Entropy (Basel). 2022 Jul 18;24(7):991. doi: 10.3390/e24070991.
Aiming to solve the problem of dense-frequency signals in the power system caused by the growing proportion of new energy, this paper proposes a dense-frequency signal-detection method based on the primal-dual splitting method. After establishing the Taylor-Fourier model of the signal, the proposed method uses the sparse property of the coefficient matrix to obtain the convex optimization form of the model. Then, the optimal solution of the estimated phasor is obtained by iterating over the fixed-point equation, finally acquiring the optimal estimation result for the dense signal. When representing the Taylor-Fourier model as a convex optimization form, the introduction of measuring-error entropy makes the solution of the model more rigorous.
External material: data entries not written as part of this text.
//! Input validation: the `(pdf path, password)` pair for one extraction.

use crate::error::AadhaarQrError;
use std::fmt;
use std::path::{Path, PathBuf};
use tracing::debug;

/// One extraction request. Immutable once built.
#[derive(Clone)]
pub struct ExtractionRequest {
    pdf_path: PathBuf,
    password: String,
}

impl ExtractionRequest {
    /// Validate that `pdf_path` is an existing file.
    pub fn new(
        pdf_path: impl Into<PathBuf>,
        password: impl Into<String>,
    ) -> Result<Self, AadhaarQrError> {
        let pdf_path = pdf_path.into();
        if !pdf_path.is_file() {
            return Err(AadhaarQrError::FileNotFound { path: pdf_path });
        }
        debug!("Resolved local PDF: {}", pdf_path.display());
        Ok(Self::unchecked(pdf_path, password))
    }

    /// Build a request for a file the pipeline produced itself.
    pub(crate) fn unchecked(pdf_path: impl Into<PathBuf>, password: impl Into<String>) -> Self {
        Self {
            pdf_path: pdf_path.into(),
            password: password.into(),
        }
    }

    pub fn pdf_path(&self) -> &Path {
        &self.pdf_path
    }

    /// The password as given; may be empty.
    pub fn password(&self) -> &str {
        &self.password
    }

    /// `None` for an empty password, for backends that distinguish the two.
    pub fn password_opt(&self) -> Option<&str> {
        if self.password.is_empty() {
            None
        } else {
            Some(&self.password)
        }
    }
}

impl fmt::Debug for ExtractionRequest {
    fn fmt(&self, f: &mut fmt::Formatter<'_>) -> fmt::Result {
        f.debug_struct("ExtractionRequest")
            .field("pdf_path", &self.pdf_path)
            .field("password", &"<redacted>")
            .finish()
    }
}
//! Request-scoped directory for transient rasters and decrypted copies.
//!
//! Every extraction owns exactly one [`ArtifactDir`]. Strategies that shell
//! out write their page images here; [`ArtifactDir::cleanup`] removes the
//! directory when the extraction ends. Cleanup also runs from `Drop`, so a
//! panic inside a strategy leaves nothing behind.

use crate::error::AadhaarQrError;
use std::path::{Path, PathBuf};
use tempfile::TempDir;
use tracing::{debug, warn};

/// The artifact directory for one extraction.
///
/// Always a fresh `aadhaar-qr-*` directory: under the configured `work_dir`
/// when there is one, otherwise under the system temp directory. Only files
/// written by this extraction are ever listed or deleted.
#[derive(Debug)]
pub struct ArtifactDir {
    path: PathBuf,
    dir: Option<TempDir>,
}

impl ArtifactDir {
    /// Create a fresh directory inside `work_dir` (created if missing) or
    /// inside the system temp directory.
    pub fn create(work_dir: Option<&Path>) -> Result<Self, AadhaarQrError> {
        let mut builder = tempfile::Builder::new();
        builder.prefix("aadhaar-qr-");

        let temp = match work_dir {
            Some(parent) => {
                std::fs::create_dir_all(parent).map_err(|e| {
                    AadhaarQrError::Internal(format!(
                        "Failed to create work directory '{}': {}",
                        parent.display(),
                        e
                    ))
                })?;
                builder.tempdir_in(parent)
            }
            None => builder.tempdir(),
        }
        .map_err(|e| AadhaarQrError::Internal(format!("tempdir: {e}")))?;

        debug!("Artifact directory: {}", temp.path().display());
        Ok(Self {
            path: temp.path().to_path_buf(),
            dir: Some(temp),
        })
    }

    pub fn path(&self) -> &Path {
        &self.path
    }

    /// Path of a named file inside the directory.
    pub fn file(&self, name: &str) -> PathBuf {
        self.path.join(name)
    }

    /// Files named `{prefix}.{ext}`, `{prefix}-N.{ext}` or `{prefix}_N.{ext}`,
    /// ordered by page number `N` (an unnumbered file sorts first).
    ///
    /// Numeric ordering matters: `page_10` must come after `page_9`.
    pub fn page_files(&self, prefix: &str, ext: &str) -> Vec<PathBuf> {
        let entries = match std::fs::read_dir(&self.path) {
            Ok(entries) => entries,
            Err(e) => {
                warn!("Cannot list {}: {}", self.path.display(), e);
                return Vec::new();
            }
        };

        let mut numbered: Vec<(u64, PathBuf)> = entries
            .filter_map(|entry| entry.ok())
            .map(|entry| entry.path())
            .filter(|path| path.is_file())
            .filter_map(|path| page_number(&path, prefix, ext).map(|n| (n, path)))
            .collect();
        numbered.sort();
        numbered.into_iter().map(|(_, path)| path).collect()
    }

    /// Delete the directory and everything in it. Idempotent.
    ///
    /// Deletion failures are logged and swallowed so they never replace the
    /// extraction's own result. Returns the number of files removed.
    pub fn cleanup(&mut self) -> usize {
        let Some(dir) = self.dir.take() else {
            return 0;
        };

        let removed = std::fs::read_dir(dir.path())
            .map(|entries| entries.filter_map(|e| e.ok()).filter(|e| e.path().is_file()).count())
            .unwrap_or(0);

        match dir.close() {
            Ok(()) => {
                debug!("Cleanup removed {} file(s) from {}", removed, self.path.display());
                removed
            }
            Err(e) => {
                warn!(
                    "Warning: Could not clean up temp files in {}: {}",
                    self.path.display(),
                    e
                );
                0
            }
        }
    }
}

impl Drop for ArtifactDir {
    fn drop(&mut self) {
        self.cleanup();
    }
}

fn page_number(path: &Path, prefix: &str, ext: &str) -> Option<u64> {
    if !path
        .extension()
        .and_then(|e| e.to_str())
        .is_some_and(|e| e.eq_ignore_ascii_case(ext))
    {
        return None;
    }
    let stem = path.file_stem()?.to_str()?;
    let rest = stem.strip_prefix(prefix)?;
    if rest.is_empty() {
        return Some(0);
    }
    let digits = rest.strip_prefix('-').or_else(|| rest.strip_prefix('_'))?;
    digits.parse().ok()
}

#[cfg(test)]
mod tests {
    use super::*;

    fn touch(dir: &Path, name: &str) {
        std::fs::write(dir.join(name), b"x").unwrap();
    }

    fn names(files: &[PathBuf]) -> Vec<String> {
        files
            .iter()
            .map(|p| p.file_name().unwrap().to_string_lossy().into_owned())
            .collect()
    }

    #[test]
    fn page_files_sorts_numerically_and_filters_prefix() {
        let dir = ArtifactDir::create(None).unwrap();
        for name in [
            "gs-page_10.png",
            "gs-page_2.png",
            "gs-page_1.png",
            "gs-pages_3.png",
            "gs-page_4.jpg",
            "poppler-page-1.png",
        ] {
            touch(dir.path(), name);
        }
        assert_eq!(
            names(&dir.page_files("gs-page", "png")),
            ["gs-page_1.png", "gs-page_2.png", "gs-page_10.png"]
        );
    }

    #[test]
    fn page_files_handles_unnumbered_and_padded() {
        let dir = ArtifactDir::create(None).unwrap();
        touch(dir.path(), "magick-page-1.png");
        touch(dir.path(), "magick-page.png");
        touch(dir.path(), "poppler-page-02.png");
        touch(dir.path(), "poppler-page-11.png");
        assert_eq!(dir.page_files("magick-page", "png").len(), 2);
        assert!(dir.page_files("magick-page", "png")[0].ends_with("magick-page.png"));
        assert!(dir.page_files("poppler-page", "png")[0].ends_with("poppler-page-02.png"));
    }

    #[test]
    fn leftovers_in_work_dir_are_neither_listed_nor_deleted() {
        let work = tempfile::tempdir().unwrap();
        // A page left behind by an earlier run that never cleaned up.
        touch(work.path(), "poppler-page-01.png");
        touch(work.path(), "eaadhaar.pdf");

        let mut dir = ArtifactDir::create(Some(work.path())).unwrap();
        assert_ne!(dir.path(), work.path());
        assert!(dir.path().starts_with(work.path()));
        assert!(dir.page_files("poppler-page", "png").is_empty());

        touch(dir.path(), "poppler-page-1.png");
        assert_eq!(names(&dir.page_files("poppler-page", "png")), ["poppler-page-1.png"]);

        assert_eq!(dir.cleanup(), 1);
        assert!(work.path().join("poppler-page-01.png").is_file());
        assert!(work.path().join("eaadhaar.pdf").is_file());
    }

    #[test]
    fn cleanup_removes_directory_and_is_idempotent() {
        let work = tempfile::tempdir().unwrap();
        let mut dir = ArtifactDir::create(Some(work.path())).unwrap();
        touch(dir.path(), "a.png");
        touch(dir.path(), "decrypted.pdf");
        assert_eq!(dir.cleanup(), 2);
        assert_eq!(dir.cleanup(), 0);
        assert!(!dir.path().exists());
        // The caller's directory itself survives, empty.
        assert!(work.path().is_dir());
        assert_eq!(std::fs::read_dir(work.path()).unwrap().count(), 0);
    }

    #[test]
    fn drop_cleans_up() {
        let work = tempfile::tempdir().unwrap();
        {
            let dir = ArtifactDir::create(Some(work.path())).unwrap();
            touch(dir.path(), "page-1.png");
        }
        assert_eq!(std::fs::read_dir(work.path()).unwrap().count(), 0);
    }

    #[test]
    fn default_temp_dir_is_removed() {
        let path = {
            let dir = ArtifactDir::create(None).unwrap();
            touch(dir.path(), "page-1.png");
            dir.path().to_path_buf()
        };
        assert!(!path.exists());
    }

    #[test]
    fn create_makes_missing_work_dir() {
        let tmp = tempfile::tempdir().unwrap();
        let nested = tmp.path().join("a/b");
        let dir = ArtifactDir::create(Some(&nested)).unwrap();
        assert!(dir.path().is_dir());
        assert_eq!(dir.path().parent(), Some(nested.as_path()));
        assert_eq!(dir.file("x.png"), dir.path().join("x.png"));
    }

    #[test]
    fn each_request_gets_its_own_directory() {
        let work = tempfile::tempdir().unwrap();
        let a = ArtifactDir::create(Some(work.path())).unwrap();
        let b = ArtifactDir::create(Some(work.path())).unwrap();
        assert_ne!(a.path(), b.path());
    }
}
It can be further verified through simulation experiments that the estimation accuracy of the primal-dual splitting method proposed in this paper for dense signals can meet the M-class PMU accuracy requirements.
针对新能源占比不断增大导致电力系统中出现密集频率信号的问题,本文提出一种基于原始对偶分裂法的密集频率信号检测方法。在所建立信号的泰勒 - 傅里叶模型后,该方法利用系数矩阵的稀疏特性得到模型的凸优化形式。然后,通过定点方程迭代得到估计相量的最优解,最终获得密集信号的最优估计结果。在将泰勒 - 傅里叶模型表示为凸优化形式时,引入测量误差熵使模型的求解更加严谨。通过仿真实验进一步验证,本文提出的原始对偶分裂法对密集信号的估计精度能够满足M类PMU精度要求。